Approaching Biysk you
catch sight of the river Biya (Бия) –
one half of the Ob' (Обь), and a wide and quiet river whose waters are completely
transparent. On its far bank is an endless pine forest, containing hidden
lakes. You go a bit further, and now the road comes upon the river Katun' (Катунь) – the other main tributary of the Ob'. Entirely
different from the Biya, the Katun'
rushes along furiously with turbid greenish-grey water from melting glaciers.
It is as if it hasn't cottoned on to the fact that it is now flowing through a
quiet pastoral landscape, and imagines that it is still plummeting down through
mountain ravines. Meanwhile you drive through a tunnel of poplars planted by
the road alongside the foaming river. You might note perhaps with concern some
bluish clouds on the horizon, threatening a late-afternoon thunderstorm, but
suddenly you realize with amazement that one of the 'clouds' is something quite
different – a mountain! And judging by how far away it is, it must be a
mountain of no ordinary size! Along the northern edge of the Altay the mountains
begin rather abruptly.
Eventually, at the
village of Mayma (Майма), by-passing the capital of
the Altay Republic, Gorno-Altaysk (Горно-Алтайск), you enter the
mountains. The air suddenly becomes fresher, quite different from the
sultriness of the plains. To the right of the road there is still the Katun', alongside which now stand guard very tall self-sown
poplars, while to the left of the road begin to appear towering cliffs. And
under them – what an abundance of plants! The eye is dazzled! From the plants'
point of view mountains are very special places. Here on the sun-drenched
cliffs grows one plant, on the boulders another kind, on the screes a third, in the shaded nooks a fourth, under the
trees a fifth – and all much larger than on the plains. If you stop the car and
walk up the slope a little, you soon discover that all kinds of insects are
flying over the vegetation. There may be the same kinds of butterfly that we'd
find around Novosibirsk, but here you'll see in an hour what might take several
years to find near the city.
Well, it's time to
continue on our way. What now follows is a strange part of the Altay, as if
specially designed for health resorts and mass tourism. Everything around is
picturesque and seemingly calculated to please and entertain. Judge for yourself: over on the left are some rather steep and jagged
mountains, completely covered in trees, mostly our favourite, the white birch.

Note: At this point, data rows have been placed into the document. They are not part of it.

use serde::{Deserialize, Serialize};

#[derive(Debug, Clone, PartialEq, Serialize, Deserialize)]
#[serde(rename_all = "camelCase")]
pub struct TextContent {
    pub text: String,
}

#[derive(Debug, Clone, PartialEq, Serialize, Deserialize)]
#[serde(rename_all = "camelCase")]
pub struct ImageContent {
    pub data: String,
    pub mime_type: String,
}

#[derive(Debug, Clone, PartialEq, Serialize, Deserialize)]
#[serde(rename_all = "camelCase")]
pub struct ResourceContent {
    pub resource: serde_json::Value,
}

#[derive(Debug, Clone, PartialEq, Serialize, Deserialize)]
#[serde(tag = "type", rename_all = "camelCase")]
/// Content returned by a gateway tool, in the shape MCP puts it on the wire
pub enum Content {
    Text(TextContent),
    Image(ImageContent),
    Resource(ResourceContent),
}

impl Content {
    pub fn text<S: Into<String>>(text: S) -> Self {
        Content::Text(TextContent { text: text.into() })
    }

    pub fn image<S: Into<String>, T: Into<String>>(data: S, mime_type: T) -> Self {
        Content::Image(ImageContent {
            data: data.into(),
            mime_type: mime_type.into(),
        })
    }

    /// Get the text content if this is a TextContent variant
    pub fn as_text(&self) -> Option<&str> {
        match self {
            Content::Text(text) => Some(&text.text),
            _ => None,
        }
    }

    /// Flatten to text for the model; non-text content is rendered as JSON
    pub fn summary(&self) -> String {
        match self {
            Content::Text(text) => text.text.clone(),
            Content::Image(image) => format!("[image: {}]", image.mime_type),
            Content::Resource(resource) => resource.resource.to_string(),
        }
    }
}
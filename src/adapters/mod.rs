// Adapters layer: concrete implementations for external systems (filesystem, http).

pub mod http;
pub mod storage;
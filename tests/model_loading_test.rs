use anyhow::Result;
use heart_predictor::core::Classifier;
use heart_predictor::utils::error::ErrorSeverity;
use heart_predictor::{ClinicalObservation, LocalArtifactStore, ModelLoader, PredictorError};
use tempfile::TempDir;

const BUNDLED_MODEL: &str = concat!(env!("CARGO_MANIFEST_DIR"), "/models/heart_disease_model.json");

#[tokio::test]
async fn test_bundled_model_covers_all_fields() -> Result<()> {
    let loader = ModelLoader::new(LocalArtifactStore::current_dir());
    let model = loader.load(BUNDLED_MODEL).await?;

    let names = model.feature_names();
    assert_eq!(names.len(), ClinicalObservation::FIELD_NAMES.len());
    for field in ClinicalObservation::FIELD_NAMES {
        assert!(names.iter().any(|n| n == field), "model does not use {}", field);
    }
    Ok(())
}

#[tokio::test]
async fn test_startup_faults_are_critical() -> Result<()> {
    let temp_dir = TempDir::new()?;
    tokio::fs::write(temp_dir.path().join("truncated.json"), b"{\"name\": \"x\", ").await?;
    tokio::fs::write(
        temp_dir.path().join("mismatch.json"),
        br#"{
            "name": "mismatch",
            "feature_names": ["age", "chol"],
            "classifier": {
                "kind": "logistic_regression", "classes": [0, 1],
                "coefficients": [0.1], "intercept": 0.0
            }
        }"#,
    )
    .await?;

    let loader = ModelLoader::new(LocalArtifactStore::new(temp_dir.path()));

    for path in ["absent.json", "truncated.json", "mismatch.json"] {
        let err = loader.load(path).await.unwrap_err();
        assert_eq!(err.severity(), ErrorSeverity::Critical, "{}: {}", path, err);
    }

    let err = loader.load("mismatch.json").await.unwrap_err();
    assert!(matches!(err, PredictorError::ArtifactError { .. }));
    Ok(())
}

#[tokio::test]
async fn test_artifact_order_drives_row_layout() -> Result<()> {
    let temp_dir = TempDir::new()?;
    tokio::fs::write(
        temp_dir.path().join("reordered.json"),
        br#"{
            "name": "reordered",
            "feature_names": ["thal", "age"],
            "classifier": {
                "kind": "logistic_regression", "classes": [0, 1],
                "coefficients": [10.0, 0.0], "intercept": -15.0
            }
        }"#,
    )
    .await?;

    let loader = ModelLoader::new(LocalArtifactStore::new(temp_dir.path()));
    let service = heart_predictor::PredictionService::new(loader.load("reordered.json").await?);

    let mut observation: ClinicalObservation = serde_json::from_value(serde_json::json!({
        "age": 63, "sex": 1, "cp": 3, "trestbps": 145, "chol": 233, "fbs": 1,
        "restecg": 0, "thalach": 150, "exang": 0, "oldpeak": 2.3, "slope": 0,
        "ca": 0, "thal": 1
    }))?;

    let row = service.build_row(&observation)?;
    assert_eq!(row.values(), &[1.0, 63.0]);
    // 10 * 1 - 15 < 0
    assert_eq!(service.predict(&observation)?, heart_predictor::Diagnosis::Negative);

    observation.thal = 2;
    // 10 * 2 - 15 > 0
    assert_eq!(service.predict(&observation)?, heart_predictor::Diagnosis::Positive);
    Ok(())
}
use crate::core::artifact::ModelArtifact;
use crate::core::pipeline::PipelineModel;
use crate::core::ArtifactStore;
use crate::utils::error::{PredictorError, Result};

pub struct ModelLoader<S: ArtifactStore> {
    store: S,
}

impl<S: ArtifactStore> ModelLoader<S> {
    pub fn new(store: S) -> Self {
        Self { store }
    }

    /// 讀取並驗證模型檔；只在程序啟動時呼叫一次
    pub async fn load(&self, path: &str) -> Result<PipelineModel> {
        tracing::info!("📦 Loading model artifact from {}", path);

        let bytes = self
            .store
            .read_artifact(path)
            .await
            .map_err(|e| PredictorError::ModelLoadError {
                path: path.to_string(),
                message: e.to_string(),
            })?;

        let artifact = ModelArtifact::from_json_slice(&bytes).map_err(|e| match e {
            PredictorError::ArtifactError { .. } => e,
            other => PredictorError::ModelLoadError {
                path: path.to_string(),
                message: other.to_string(),
            },
        })?;

        let model = PipelineModel::new(artifact)?;
        tracing::info!(
            "✅ Model '{}' v{} loaded ({} input features, {} preprocessing steps)",
            model.artifact().name,
            model.artifact().version,
            model.artifact().feature_names.len(),
            model.artifact().preprocessor.len()
        );
        Ok(model)
    }
}
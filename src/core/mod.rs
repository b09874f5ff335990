pub mod artifact;
pub mod loader;
pub mod pipeline;
pub mod service;

pub use crate::domain::model::{ClinicalObservation, Diagnosis, FeatureRow, ModelInfo};
pub use crate::domain::ports::{ArtifactStore, Classifier, ServiceSettings};
pub use crate::utils::error::Result;
use thiserror::Error;

#[derive(Error, Debug)]
pub enum PredictorError {
    #[error("IO error: {0}")]
    IoError(#[from] std::io::Error),

    #[error("Serialization error: {0}")]
    SerializationError(#[from] serde_json::Error),

    #[error("Configuration error: {message}")]
    ConfigError { message: String },

    #[error("Configuration validation error in '{field}': {message}")]
    ConfigValidationError { field: String, message: String },

    #[error("Invalid value '{value}' for '{field}': {reason}")]
    InvalidConfigValueError {
        field: String,
        value: String,
        reason: String,
    },

    #[error("Failed to load model artifact '{path}': {message}")]
    ModelLoadError { path: String, message: String },

    #[error("Malformed model artifact: {message}")]
    ArtifactError { message: String },

    #[error("Inference failed: {message}")]
    InferenceError { message: String },
}

#[derive(Debug, Clone, Copy, PartialEq, Eq)]
pub enum ErrorCategory {
    Configuration,
    Model,
    Inference,
    System,
}

#[derive(Debug, Clone, Copy, PartialEq, Eq, PartialOrd, Ord)]
pub enum ErrorSeverity {
    Medium,
    High,
    Critical,
}

impl PredictorError {
    pub fn category(&self) -> ErrorCategory {
        match self {
            PredictorError::ConfigError { .. }
            | PredictorError::ConfigValidationError { .. }
            | PredictorError::InvalidConfigValueError { .. } => ErrorCategory::Configuration,
            PredictorError::ModelLoadError { .. } | PredictorError::ArtifactError { .. } => {
                ErrorCategory::Model
            }
            PredictorError::InferenceError { .. } => ErrorCategory::Inference,
            PredictorError::IoError(_) | PredictorError::SerializationError(_) => {
                ErrorCategory::System
            }
        }
    }

    pub fn severity(&self) -> ErrorSeverity {
        match self.category() {
            ErrorCategory::Inference => ErrorSeverity::Medium,
            ErrorCategory::Configuration => ErrorSeverity::High,
            ErrorCategory::Model | ErrorCategory::System => ErrorSeverity::Critical,
        }
    }

    /// 依嚴重程度決定程序結束碼
    pub fn exit_code(&self) -> i32 {
        match self.severity() {
            ErrorSeverity::Medium => 2,
            ErrorSeverity::High => 1,
            ErrorSeverity::Critical => 3,
        }
    }

    /// 給終端使用者看的簡短訊息
    pub fn user_friendly_message(&self) -> String {
        match self {
            PredictorError::ModelLoadError { path, .. } => {
                format!("Could not load the model artifact at '{}'", path)
            }
            PredictorError::ArtifactError { .. } => {
                "The model artifact is not a valid pipeline".to_string()
            }
            PredictorError::InferenceError { .. } => {
                "The model failed to produce a prediction".to_string()
            }
            PredictorError::ConfigError { .. }
            | PredictorError::ConfigValidationError { .. }
            | PredictorError::InvalidConfigValueError { .. } => {
                format!("Invalid configuration: {}", self)
            }
            PredictorError::IoError(_) | PredictorError::SerializationError(_) => self.to_string(),
        }
    }

    pub fn recovery_suggestion(&self) -> &'static str {
        match self.category() {
            ErrorCategory::Configuration => {
                "Check the command line flags and the TOML configuration file"
            }
            ErrorCategory::Model => {
                "Make sure --model-path points to a JSON pipeline artifact exported for this service"
            }
            ErrorCategory::Inference => "Inspect the model artifact; the input row could not be scored",
            ErrorCategory::System => "Check file permissions and available disk space",
        }
    }
}

pub type Result<T> = std::result::Result<T, PredictorError>;
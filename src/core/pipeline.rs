use crate::core::artifact::{
    ClassifierSpec, DecisionTree, HandleUnknown, ModelArtifact, SvcKernel, TransformStep, TreeNode,
};
use crate::core::{Classifier, FeatureRow, ModelInfo};
use crate::utils::error::{PredictorError, Result};

const CATEGORY_TOLERANCE: f64 = 1e-9;

/// 由模型檔建立的推論管線，建立後不再變動
#[derive(Debug, Clone)]
pub struct PipelineModel {
    artifact: ModelArtifact,
}

fn inference_error(message: impl Into<String>) -> PredictorError {
    PredictorError::InferenceError {
        message: message.into(),
    }
}

impl PipelineModel {
    pub fn new(artifact: ModelArtifact) -> Result<Self> {
        artifact.validate()?;
        Ok(Self { artifact })
    }

    pub fn artifact(&self) -> &ModelArtifact {
        &self.artifact
    }

    /// 依序執行前處理步驟，輸出分類器的輸入向量
    pub fn transform(&self, row: &FeatureRow) -> Result<Vec<f64>> {
        let lookup = |column: &str| {
            row.get(column)
                .ok_or_else(|| inference_error(format!("input row is missing column '{}'", column)))
        };

        if self.artifact.preprocessor.is_empty() {
            return self
                .artifact
                .feature_names
                .iter()
                .map(|name| lookup(name))
                .collect();
        }

        let mut output = Vec::with_capacity(self.artifact.transformed_width());
        for step in &self.artifact.preprocessor {
            match step {
                TransformStep::StandardScaler {
                    columns,
                    mean,
                    scale,
                } => {
                    for (idx, column) in columns.iter().enumerate() {
                        let x = lookup(column)?;
                        let s = if scale[idx] == 0.0 { 1.0 } else { scale[idx] };
                        output.push((x - mean[idx]) / s);
                    }
                }
                TransformStep::OneHot {
                    column,
                    categories,
                    handle_unknown,
                } => {
                    let x = lookup(column)?;
                    let hit = categories
                        .iter()
                        .position(|c| (c - x).abs() < CATEGORY_TOLERANCE);
                    if hit.is_none() && *handle_unknown == HandleUnknown::Error {
                        return Err(inference_error(format!(
                            "found unknown category {} in column '{}'",
                            x, column
                        )));
                    }
                    output.extend((0..categories.len()).map(|i| {
                        if Some(i) == hit {
                            1.0
                        } else {
                            0.0
                        }
                    }));
                }
                TransformStep::Passthrough { columns } => {
                    for column in columns {
                        output.push(lookup(column)?);
                    }
                }
            }
        }

        if let Some(idx) = output.iter().position(|v| !v.is_finite()) {
            return Err(inference_error(format!(
                "transformed value at position {} is not finite",
                idx
            )));
        }
        Ok(output)
    }

    fn classify(&self, x: &[f64]) -> Result<i64> {
        match &self.artifact.classifier {
            ClassifierSpec::LogisticRegression {
                classes,
                coefficients,
                intercept,
                threshold,
            } => {
                let z: f64 = coefficients
                    .iter()
                    .zip(x)
                    .map(|(w, v)| w * v)
                    .sum::<f64>()
                    + intercept;
                if !z.is_finite() {
                    return Err(inference_error("decision function is not finite"));
                }
                let probability = sigmoid(z);
                tracing::trace!("logistic score z={:.4} p={:.4}", z, probability);
                Ok(if probability >= *threshold {
                    classes[1]
                } else {
                    classes[0]
                })
            }
            ClassifierSpec::RandomForest { classes, trees, .. } => {
                let mut votes = vec![0usize; classes.len()];
                for (idx, tree) in trees.iter().enumerate() {
                    let class = walk_tree(tree, x)
                        .map_err(|e| inference_error(format!("tree {}: {}", idx, e)))?;
                    votes[class] += 1;
                }
                // 平手時取較小的類別索引
                let winner = votes
                    .iter()
                    .enumerate()
                    .fold(0, |best, (i, v)| if *v > votes[best] { i } else { best });
                Ok(classes[winner])
            }
            ClassifierSpec::Svc {
                classes,
                kernel,
                gamma,
                support_vectors,
                dual_coef,
                intercept,
            } => {
                let score = support_vectors
                    .iter()
                    .zip(dual_coef)
                    .map(|(sv, alpha)| alpha * kernel_value(*kernel, *gamma, sv, x))
                    .sum::<f64>()
                    + intercept;
                if !score.is_finite() {
                    return Err(inference_error("decision function is not finite"));
                }
                tracing::trace!("svc decision value {:.4}", score);
                Ok(if score > 0.0 { classes[1] } else { classes[0] })
            }
        }
    }
}

fn kernel_value(kernel: SvcKernel, gamma: f64, sv: &[f64], x: &[f64]) -> f64 {
    match kernel {
        SvcKernel::Linear => sv.iter().zip(x).map(|(a, b)| a * b).sum(),
        SvcKernel::Rbf => {
            let squared: f64 = sv.iter().zip(x).map(|(a, b)| (a - b) * (a - b)).sum();
            (-gamma * squared).exp()
        }
    }
}

fn sigmoid(z: f64) -> f64 {
    if z >= 0.0 {
        1.0 / (1.0 + (-z).exp())
    } else {
        let e = z.exp();
        e / (1.0 + e)
    }
}

fn walk_tree(tree: &DecisionTree, x: &[f64]) -> std::result::Result<usize, String> {
    let mut node = 0;
    // 路徑長度不可能超過節點數，否則樹中有環
    for _ in 0..=tree.nodes.len() {
        match tree.nodes.get(node) {
            Some(TreeNode::Leaf { class }) => return Ok(*class),
            Some(TreeNode::Split {
                feature,
                threshold,
                left,
                right,
            }) => {
                let value = x
                    .get(*feature)
                    .ok_or_else(|| format!("feature index {} out of range", feature))?;
                node = if *value <= *threshold { *left } else { *right };
            }
            None => return Err(format!("node {} does not exist", node)),
        }
    }
    Err("walk did not reach a leaf".to_string())
}

impl Classifier for PipelineModel {
    fn feature_names(&self) -> &[String] {
        &self.artifact.feature_names
    }

    fn predict(&self, row: &FeatureRow) -> Result<i64> {
        let x = self.transform(row)?;
        self.classify(&x)
    }

    fn describe(&self) -> ModelInfo {
        ModelInfo {
            name: self.artifact.name.clone(),
            version: self.artifact.version.clone(),
            features: self.artifact.feature_names.len(),
        }
    }
}

#[cfg(test)]
mod tests {
    use super::*;

    fn row(pairs: &[(&str, f64)]) -> FeatureRow {
        FeatureRow::new(
            pairs.iter().map(|(n, _)| n.to_string()).collect(),
            pairs.iter().map(|(_, v)| *v).collect(),
        )
    }

    fn logreg(handle_unknown: &str) -> PipelineModel {
        let json = format!(
            r#"{{
            "name": "unit",
            "feature_names": ["age", "cp"],
            "preprocessor": [
                {{ "kind": "standard_scaler", "columns": ["age"], "mean": [50.0], "scale": [10.0] }},
                {{ "kind": "one_hot", "column": "cp", "categories": [0, 1, 2, 3], "handle_unknown": "{}" }}
            ],
            "classifier": {{
                "kind": "logistic_regression",
                "classes": [0, 1],
                "coefficients": [2.0, -1.0, 0.0, 0.5, 1.0],
                "intercept": 0.0
            }}
        }}"#,
            handle_unknown
        );
        PipelineModel::new(ModelArtifact::from_json_slice(json.as_bytes()).unwrap()).unwrap()
    }

    fn forest() -> PipelineModel {
        let json = r#"{
            "name": "forest",
            "feature_names": ["age", "thalach"],
            "classifier": {
                "kind": "random_forest",
                "classes": [0, 1],
                "n_features": 2,
                "trees": [
                    { "nodes": [
                        { "feature": 0, "threshold": 55.0, "left": 1, "right": 2 },
                        { "class": 0 },
                        { "class": 1 }
                    ] },
                    { "nodes": [
                        { "feature": 1, "threshold": 140.0, "left": 1, "right": 2 },
                        { "class": 1 },
                        { "class": 0 }
                    ] }
                ]
            }
        }"#;
        PipelineModel::new(ModelArtifact::from_json_slice(json.as_bytes()).unwrap()).unwrap()
    }

    #[test]
    fn test_transform_scales_and_encodes() {
        let model = logreg("error");
        let x = model.transform(&row(&[("age", 60.0), ("cp", 2.0)])).unwrap();
        assert_eq!(x, vec![1.0, 0.0, 0.0, 1.0, 0.0]);
    }

    #[test]
    fn test_logistic_regression_threshold() {
        let model = logreg("error");
        // z = 2 * 1.0 + 0.5 > 0
        assert_eq!(model.predict(&row(&[("age", 60.0), ("cp", 2.0)])).unwrap(), 1);
        // z = 2 * -1.0 - 1.0 < 0
        assert_eq!(model.predict(&row(&[("age", 40.0), ("cp", 0.0)])).unwrap(), 0);
    }

    #[test]
    fn test_unknown_category_is_an_inference_fault() {
        let model = logreg("error");
        let err = model.predict(&row(&[("age", 60.0), ("cp", 9.0)])).unwrap_err();
        assert!(matches!(err, PredictorError::InferenceError { .. }));
    }

    #[test]
    fn test_unknown_category_ignored_when_configured() {
        let model = logreg("ignore");
        let x = model.transform(&row(&[("age", 60.0), ("cp", 9.0)])).unwrap();
        assert_eq!(x, vec![1.0, 0.0, 0.0, 0.0, 0.0]);
    }

    #[test]
    fn test_non_finite_input_is_an_inference_fault() {
        let model = logreg("error");
        let err = model
            .predict(&row(&[("age", f64::INFINITY), ("cp", 1.0)]))
            .unwrap_err();
        assert!(err.to_string().contains("not finite"));
    }

    #[test]
    fn test_forest_tie_prefers_lower_class() {
        let model = forest();
        // tree 1 votes 1, tree 2 votes 0
        assert_eq!(model.predict(&row(&[("age", 60.0), ("thalach", 150.0)])).unwrap(), 0);
        // both vote 1
        assert_eq!(model.predict(&row(&[("age", 60.0), ("thalach", 120.0)])).unwrap(), 1);
    }

    fn svc(kernel: &str) -> PipelineModel {
        let json = format!(
            r#"{{
            "name": "svc-unit",
            "feature_names": ["age", "chol"],
            "classifier": {{
                "kind": "svc",
                "classes": [0, 1],
                "kernel": "{}",
                "gamma": 1.0,
                "support_vectors": [[1.0, 0.0], [0.0, 1.0]],
                "dual_coef": [-1.0, 1.0],
                "intercept": 0.0
            }}
        }}"#,
            kernel
        );
        PipelineModel::new(ModelArtifact::from_json_slice(json.as_bytes()).unwrap()).unwrap()
    }

    #[test]
    fn test_svc_linear_kernel() {
        let model = svc("linear");
        // -1 * 3 + 1 * 1 < 0
        assert_eq!(model.predict(&row(&[("age", 3.0), ("chol", 1.0)])).unwrap(), 0);
        // -1 * 1 + 1 * 3 > 0
        assert_eq!(model.predict(&row(&[("age", 1.0), ("chol", 3.0)])).unwrap(), 1);
        // 決策值恰為 0 判為 classes[0]
        assert_eq!(model.predict(&row(&[("age", 2.0), ("chol", 2.0)])).unwrap(), 0);
    }

    #[test]
    fn test_svc_rbf_kernel() {
        let model = svc("rbf");
        // 靠近第二個支持向量
        assert_eq!(model.predict(&row(&[("age", 0.1), ("chol", 0.9)])).unwrap(), 1);
        // 靠近第一個支持向量
        assert_eq!(model.predict(&row(&[("age", 0.9), ("chol", 0.1)])).unwrap(), 0);
        assert!((kernel_value(SvcKernel::Rbf, 1.0, &[1.0, 0.0], &[1.0, 0.0]) - 1.0).abs() < 1e-12);
        assert!((kernel_value(SvcKernel::Rbf, 0.5, &[0.0, 0.0], &[1.0, 1.0]) - (-1.0f64).exp()).abs() < 1e-12);
    }

    #[test]
    fn test_cyclic_tree_fails_at_inference() {
        let tree = DecisionTree {
            nodes: vec![TreeNode::Split {
                feature: 0,
                threshold: 1.0,
                left: 0,
                right: 0,
            }],
        };
        assert!(walk_tree(&tree, &[0.0]).is_err());
    }

    #[test]
    fn test_describe() {
        let info = forest().describe();
        assert_eq!(info.name, "forest");
        assert_eq!(info.version, "0.0.0");
        assert_eq!(info.features, 2);
    }
}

In the valley and on the river bank stand beautiful and much loved pines. Down
below flows the mighty, turquoise-grey river, spinning
in whirlpools and foaming over the rapids. Out in the river are fantastic
little rock islands, some bearing trees or small groves at the very edge of
cliffs. And beyond the river the mountains are extraordinary, sharp peaks
falling away to the water below as limestone walls, in places eaten into by
caves.
This beautiful road now
and then passes through neat little villages, one having the curious name 'Manzherok' (Манжерок). In the front gardens are
tall apple trees, with the fruit now ripening (and tempting!). There are also
tourist centres, and everywhere a lively trade is being conducted alongside the
road. As you might expect in such a 'paradise', there are masses of tourists,
and tents under almost every tree. It wasn't like this in the past. We drive
past the Arzhan-Suu (Аржан-Суу) brook with – it goes
without saying – the mandatory café. The foliage on bushes by the water
can hardly be seen on account of the multitudes of little multicoloured
rags hanging on the branches. The universal Asian custom of suspending, in
conspicuous places and on the approaches to passes, token sacrifices to the
spirits has been taken over by tourists and so, like everything that loses its
meaning, it has been taken to extremes.
We cross the Katun' near the village of Ust' Sema (Усть Сема[5]) and leave behind its cosy valley. Now, be aware that the
landscapes you'll see from here to the Seminskiy Pass
(Семинский перевал) are comparatively unimpressive – like most of those in the
Altay. The mountains become gentle hills, and only on the crests are rocks
exposed, while screes descend the steepest slopes. Beyond the village of Cherga (Черга) there is a very impressive sheer cliff. The limestone outcrops
disappear, and with them the pines. South-facing slopes are covered with steppe
meadows, and if you stop and take a stroll you'll see how rich they are in the
variety of flowers. In the dampest places you might easily stumble upon, for
example, whole patches of flowering Lady's-slipper Orchids Cypripedium. They are far from rare here. Or a slope might be
ablaze with the yellow flowers of Hemerocallis minor
– particularly numerous around the longest village in the Altay, Kamlak[6] (Камлак; meaning literally 'shamans'). On north-facing slopes there are
small and very dense groves of trees, mainly birch, but almost impenetrable on
account of thickets of Spiraea.
These groves are just like our familiar groves in the forest-steppe,[7]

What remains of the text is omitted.